Top of Input data
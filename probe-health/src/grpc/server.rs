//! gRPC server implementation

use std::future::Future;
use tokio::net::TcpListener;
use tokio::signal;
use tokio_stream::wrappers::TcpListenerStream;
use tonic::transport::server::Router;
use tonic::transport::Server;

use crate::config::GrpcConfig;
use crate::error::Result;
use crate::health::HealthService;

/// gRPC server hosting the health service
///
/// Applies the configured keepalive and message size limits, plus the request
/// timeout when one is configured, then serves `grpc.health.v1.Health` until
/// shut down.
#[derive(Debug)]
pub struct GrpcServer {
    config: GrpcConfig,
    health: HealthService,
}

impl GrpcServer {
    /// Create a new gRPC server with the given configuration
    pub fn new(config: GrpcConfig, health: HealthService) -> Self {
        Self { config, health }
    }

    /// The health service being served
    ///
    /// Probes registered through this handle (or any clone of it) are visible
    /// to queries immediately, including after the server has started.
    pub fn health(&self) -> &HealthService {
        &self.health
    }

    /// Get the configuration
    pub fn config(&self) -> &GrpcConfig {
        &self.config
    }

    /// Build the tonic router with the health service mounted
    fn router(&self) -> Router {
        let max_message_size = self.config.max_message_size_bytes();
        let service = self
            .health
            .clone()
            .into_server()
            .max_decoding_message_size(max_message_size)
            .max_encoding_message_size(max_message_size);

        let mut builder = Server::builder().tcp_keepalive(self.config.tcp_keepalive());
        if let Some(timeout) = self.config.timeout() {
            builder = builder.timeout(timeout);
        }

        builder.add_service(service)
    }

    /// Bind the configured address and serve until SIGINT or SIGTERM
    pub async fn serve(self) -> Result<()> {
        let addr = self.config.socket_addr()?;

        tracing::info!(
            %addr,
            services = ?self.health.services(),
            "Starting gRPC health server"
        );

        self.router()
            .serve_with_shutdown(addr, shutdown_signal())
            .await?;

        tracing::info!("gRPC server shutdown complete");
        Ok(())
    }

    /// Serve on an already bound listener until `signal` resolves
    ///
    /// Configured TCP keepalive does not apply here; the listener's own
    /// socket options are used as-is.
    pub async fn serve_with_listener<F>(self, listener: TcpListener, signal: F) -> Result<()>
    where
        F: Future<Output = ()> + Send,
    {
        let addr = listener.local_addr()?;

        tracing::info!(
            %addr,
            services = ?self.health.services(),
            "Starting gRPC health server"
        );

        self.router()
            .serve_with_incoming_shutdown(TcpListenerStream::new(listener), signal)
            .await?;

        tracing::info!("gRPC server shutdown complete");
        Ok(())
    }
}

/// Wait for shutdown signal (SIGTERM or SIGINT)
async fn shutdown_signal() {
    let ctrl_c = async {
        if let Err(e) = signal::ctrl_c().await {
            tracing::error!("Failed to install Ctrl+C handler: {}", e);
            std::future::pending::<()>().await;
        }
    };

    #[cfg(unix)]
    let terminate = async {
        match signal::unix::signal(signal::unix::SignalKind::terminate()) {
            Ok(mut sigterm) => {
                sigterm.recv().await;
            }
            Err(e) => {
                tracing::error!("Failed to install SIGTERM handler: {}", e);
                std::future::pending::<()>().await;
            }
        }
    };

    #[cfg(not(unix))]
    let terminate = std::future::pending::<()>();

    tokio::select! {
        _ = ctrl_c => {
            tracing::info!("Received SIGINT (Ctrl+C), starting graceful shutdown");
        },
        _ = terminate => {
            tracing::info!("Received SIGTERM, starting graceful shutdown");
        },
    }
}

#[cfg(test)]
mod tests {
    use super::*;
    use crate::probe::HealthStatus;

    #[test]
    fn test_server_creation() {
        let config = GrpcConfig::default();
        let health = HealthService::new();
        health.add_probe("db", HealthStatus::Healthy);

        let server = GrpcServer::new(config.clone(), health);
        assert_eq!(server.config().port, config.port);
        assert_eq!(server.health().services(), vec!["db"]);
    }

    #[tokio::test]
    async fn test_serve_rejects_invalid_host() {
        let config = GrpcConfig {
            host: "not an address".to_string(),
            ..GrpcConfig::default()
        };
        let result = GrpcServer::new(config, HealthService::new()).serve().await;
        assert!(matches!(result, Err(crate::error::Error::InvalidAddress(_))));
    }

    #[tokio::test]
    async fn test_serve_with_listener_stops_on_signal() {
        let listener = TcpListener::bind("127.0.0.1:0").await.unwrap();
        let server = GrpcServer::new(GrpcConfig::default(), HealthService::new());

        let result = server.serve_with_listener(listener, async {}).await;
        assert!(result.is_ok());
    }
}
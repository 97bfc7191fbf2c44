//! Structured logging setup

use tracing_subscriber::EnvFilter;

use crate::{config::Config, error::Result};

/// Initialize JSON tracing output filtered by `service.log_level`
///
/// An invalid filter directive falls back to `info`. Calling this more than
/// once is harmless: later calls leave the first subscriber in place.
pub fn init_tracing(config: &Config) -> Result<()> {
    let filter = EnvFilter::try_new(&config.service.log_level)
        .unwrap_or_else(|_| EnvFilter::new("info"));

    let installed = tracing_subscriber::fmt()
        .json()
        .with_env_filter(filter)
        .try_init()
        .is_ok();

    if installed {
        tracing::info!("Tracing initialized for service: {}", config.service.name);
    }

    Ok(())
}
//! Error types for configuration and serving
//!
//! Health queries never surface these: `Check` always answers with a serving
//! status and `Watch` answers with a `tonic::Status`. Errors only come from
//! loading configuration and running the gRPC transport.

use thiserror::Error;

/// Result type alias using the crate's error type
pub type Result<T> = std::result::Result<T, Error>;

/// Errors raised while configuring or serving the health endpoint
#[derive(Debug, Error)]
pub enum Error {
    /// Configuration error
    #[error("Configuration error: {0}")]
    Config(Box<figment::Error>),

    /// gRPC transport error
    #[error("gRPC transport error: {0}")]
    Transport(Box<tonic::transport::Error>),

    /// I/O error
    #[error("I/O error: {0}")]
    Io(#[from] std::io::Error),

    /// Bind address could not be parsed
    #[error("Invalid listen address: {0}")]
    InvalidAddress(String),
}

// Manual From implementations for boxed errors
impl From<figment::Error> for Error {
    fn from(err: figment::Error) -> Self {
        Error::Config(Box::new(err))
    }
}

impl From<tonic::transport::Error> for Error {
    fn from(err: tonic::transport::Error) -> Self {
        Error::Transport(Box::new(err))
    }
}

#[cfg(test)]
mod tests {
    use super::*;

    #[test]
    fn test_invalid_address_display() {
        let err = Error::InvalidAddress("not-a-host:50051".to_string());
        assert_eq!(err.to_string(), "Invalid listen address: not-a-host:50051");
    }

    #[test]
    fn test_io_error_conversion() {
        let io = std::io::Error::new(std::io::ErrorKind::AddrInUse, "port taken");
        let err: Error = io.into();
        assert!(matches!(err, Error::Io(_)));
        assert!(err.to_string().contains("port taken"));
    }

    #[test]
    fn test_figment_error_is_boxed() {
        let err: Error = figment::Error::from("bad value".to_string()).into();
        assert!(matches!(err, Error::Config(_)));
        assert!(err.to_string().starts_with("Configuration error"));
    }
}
Bottom of Input data
- Task brief -
Restate the records word for word, keeping every line.

- Answer section -
filename probe-health/src/grpc/server.rs
//! gRPC server implementation

use std::future::Future;
use tokio::net::TcpListener;
use tokio::signal;
use tokio_stream::wrappers::TcpListenerStream;
use tonic::transport::server::Router;
use tonic::transport::Server;

use crate::config::GrpcConfig;
use crate::error::Result;
use crate::health::HealthService;

/// gRPC server hosting the health service
///
/// Applies the configured keepalive and message size limits, plus the request
/// timeout when one is configured, then serves `grpc.health.v1.Health` until
/// shut down.
#[derive(Debug)]
pub struct GrpcServer {
    config: GrpcConfig,
    health: HealthService,
}

impl GrpcServer {
    /// Create a new gRPC server with the given configuration
    pub fn new(config: GrpcConfig, health: HealthService) -> Self {
        Self { config, health }
    }

    /// The health service being served
    ///
    /// Probes registered through this handle (or any clone of it) are visible
    /// to queries immediately, including after the server has started.
    pub fn health(&self) -> &HealthService {
        &self.health
    }

    /// Get the configuration
    pub fn config(&self) -> &GrpcConfig {
        &self.config
    }

    /// Build the tonic router with the health service mounted
    fn router(&self) -> Router {
        let max_message_size = self.config.max_message_size_bytes();
        let service = self
            .health
            .clone()
            .into_server()
            .max_decoding_message_size(max_message_size)
            .max_encoding_message_size(max_message_size);

        let mut builder = Server::builder().tcp_keepalive(self.config.tcp_keepalive());
        if let Some(timeout) = self.config.timeout() {
            builder = builder.timeout(timeout);
        }

        builder.add_service(service)
    }

    /// Bind the configured address and serve until SIGINT or SIGTERM
    pub async fn serve(self) -> Result<()> {
        let addr = self.config.socket_addr()?;

        tracing::info!(
            %addr,
            services = ?self.health.services(),
            "Starting gRPC health server"
        );

        self.router()
            .serve_with_shutdown(addr, shutdown_signal())
            .await?;

        tracing::info!("gRPC server shutdown complete");
        Ok(())
    }

    /// Serve on an already bound listener until `signal` resolves
    ///
    /// Configured TCP keepalive does not apply here; the listener's own
    /// socket options are used as-is.
    pub async fn serve_with_listener<F>(self, listener: TcpListener, signal: F) -> Result<()>
    where
        F: Future<Output = ()> + Send,
    {
        let addr = listener.local_addr()?;

        tracing::info!(
            %addr,
            services = ?self.health.services(),
            "Starting gRPC health server"
        );

        self.router()
            .serve_with_incoming_shutdown(TcpListenerStream::new(listener), signal)
            .await?;

        tracing::info!("gRPC server shutdown complete");
        Ok(())
    }
}

/// Wait for shutdown signal (SIGTERM or SIGINT)
async fn shutdown_signal() {
    let ctrl_c = async {
        if let Err(e) = signal::ctrl_c().await {
            tracing::error!("Failed to install Ctrl+C handler: {}", e);
            std::future::pending::<()>().await;
        }
    };

    #[cfg(unix)]
    let terminate = async {
        match signal::unix::signal(signal::unix::SignalKind::terminate()) {
            Ok(mut sigterm) => {
                sigterm.recv().await;
            }
            Err(e) => {
                tracing::error!("Failed to install SIGTERM handler: {}", e);
                std::future::pending::<()>().await;
            }
        }
    };

    #[cfg(not(unix))]
    let terminate = std::future::pending::<()>();

    tokio::select! {
        _ = ctrl_c => {
            tracing::info!("Received SIGINT (Ctrl+C), starting graceful shutdown");
        },
        _ = terminate => {
            tracing::info!("Received SIGTERM, starting graceful shutdown");
        },
    }
}

#[cfg(test)]
mod tests {
    use super::*;
    use crate::probe::HealthStatus;

    #[test]
    fn test_server_creation() {
        let config = GrpcConfig::default();
        let health = HealthService::new();
        health.add_probe("db", HealthStatus::Healthy);

        let server = GrpcServer::new(config.clone(), health);
        assert_eq!(server.config().port, config.port);
        assert_eq!(server.health().services(), vec!["db"]);
    }

    #[tokio::test]
    async fn test_serve_rejects_invalid_host() {
        let config = GrpcConfig {
            host: "not an address".to_string(),
            ..GrpcConfig::default()
        };
        let result = GrpcServer::new(config, HealthService::new()).serve().await;
        assert!(matches!(result, Err(crate::error::Error::InvalidAddress(_))));
    }

    #[tokio::test]
    async fn test_serve_with_listener_stops_on_signal() {
        let listener = TcpListener::bind("127.0.0.1:0").await.unwrap();
        let server = GrpcServer::new(GrpcConfig::default(), HealthService::new());

        let result = server.serve_with_listener(listener, async {}).await;
        assert!(result.is_ok());
    }
}
repository 97bfc7191fbf2c44
//! Structured logging setup

use tracing_subscriber::EnvFilter;

use crate::{config::Config, error::Result};

/// Initialize JSON tracing output filtered by `service.log_level`
///
/// An invalid filter directive falls back to `info`. Calling this more than
/// once is harmless: later calls leave the first subscriber in place.
pub fn init_tracing(config: &Config) -> Result<()> {
    let filter = EnvFilter::try_new(&config.service.log_level)
        .unwrap_or_else(|_| EnvFilter::new("info"));

    let installed = tracing_subscriber::fmt()
        .json()
        .with_env_filter(filter)
        .try_init()
        .is_ok();

    if installed {
        tracing::info!("Tracing initialized for service: {}", config.service.name);
    }

    Ok(())
}
//! Error types for configuration and serving
//!
//! Health queries never surface these: `Check` always answers with a serving
//! status and `Watch` answers with a `tonic::Status`. Errors only come from
//! loading configuration and running the gRPC transport.

use thiserror::Error;

/// Result type alias using the crate's error type
pub type Result<T> = std::result::Result<T, Error>;

/// Errors raised while configuring or serving the health endpoint
#[derive(Debug, Error)]
pub enum Error {
    /// Configuration error
    #[error("Configuration error: {0}")]
    Config(Box<figment::Error>),

    /// gRPC transport error
    #[error("gRPC transport error: {0}")]
    Transport(Box<tonic::transport::Error>),

    /// I/O error
    #[error("I/O error: {0}")]
    Io(#[from] std::io::Error),

    /// Bind address could not be parsed
    #[error("Invalid listen address: {0}")]
    InvalidAddress(String),
}

// Manual From implementations for boxed errors
impl From<figment::Error> for Error {
    fn from(err: figment::Error) -> Self {
        Error::Config(Box::new(err))
    }
}

impl From<tonic::transport::Error> for Error {
    fn from(err: tonic::transport::Error) -> Self {
        Error::Transport(Box::new(err))
    }
}

#[cfg(test)]
mod tests {
    use super::*;

    #[test]
    fn test_invalid_address_display() {
        let err = Error::InvalidAddress("not-a-host:50051".to_string());
        assert_eq!(err.to_string(), "Invalid listen address: not-a-host:50051");
    }

    #[test]
    fn test_io_error_conversion() {
        let io = std::io::Error::new(std::io::ErrorKind::AddrInUse, "port taken");
        let err: Error = io.into();
        assert!(matches!(err, Error::Io(_)));
        assert!(err.to_string().contains("port taken"));
    }

    #[test]
    fn test_figment_error_is_boxed() {
        let err: Error = figment::Error::from("bad value".to_string()).into();
        assert!(matches!(err, Error::Config(_)));
        assert!(err.to_string().starts_with("Configuration error"));
    }
}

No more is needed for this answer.